(Saved entries)
***

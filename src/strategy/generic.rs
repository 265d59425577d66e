//! Portable reference kernels.

use super::{Backend, Kernel, Op, Registry};
use crate::common::transform::{
    dct_16x16_scalar, dct_32x32_scalar, dct_4x4_scalar, dct_8x8_scalar, fast_forward_dst_4x4_scalar,
    fast_inverse_dst_4x4_scalar, idct_16x16_scalar, idct_32x32_scalar, idct_4x4_scalar, idct_8x8_scalar,
};
use crate::encoder::quantize::{coeff_abs_sum_scalar, dequant_scalar, fast_coeff_cost_scalar, quant_scalar};
use crate::encoder::residual::quantize_residual_generic;

/// Scalar kernels, exact at every bit depth and always available.
#[derive(Debug, Clone, Copy, Default)]
pub struct Generic;

impl Backend for Generic {
    fn name(&self) -> &'static str {
        "generic"
    }

    fn is_available(&self) -> bool {
        true
    }

    fn register(&self, _bitdepth: u8, registry: &mut Registry) {
        let name = self.name();
        let transforms: [(Op, super::TransformFn); 10] = [
            (Op::Dct4x4, dct_4x4_scalar),
            (Op::Dct8x8, dct_8x8_scalar),
            (Op::Dct16x16, dct_16x16_scalar),
            (Op::Dct32x32, dct_32x32_scalar),
            (Op::Idct4x4, idct_4x4_scalar),
            (Op::Idct8x8, idct_8x8_scalar),
            (Op::Idct16x16, idct_16x16_scalar),
            (Op::Idct32x32, idct_32x32_scalar),
            (Op::FastForwardDst4x4, fast_forward_dst_4x4_scalar),
            (Op::FastInverseDst4x4, fast_inverse_dst_4x4_scalar),
        ];
        for (op, f) in transforms {
            registry.register(op, name, 0, Kernel::Transform(f));
        }
        registry.register(Op::Quant, name, 0, Kernel::Quant(quant_scalar));
        registry.register(Op::Dequant, name, 0, Kernel::Dequant(dequant_scalar));
        registry.register(Op::QuantizeResidual, name, 0, Kernel::QuantizeResidual(quantize_residual_generic));
        registry.register(Op::CoeffAbsSum, name, 0, Kernel::CoeffAbsSum(coeff_abs_sum_scalar));
        registry.register(Op::FastCoeffCost, name, 0, Kernel::FastCoeffCost(fast_coeff_cost_scalar));
    }
}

***

- [WHAT YOU HAVE TO DO] Determine how many lines in the data include the word "register". Answer with that number alone.

- [ANSWER TO THIS PROBLEM] 7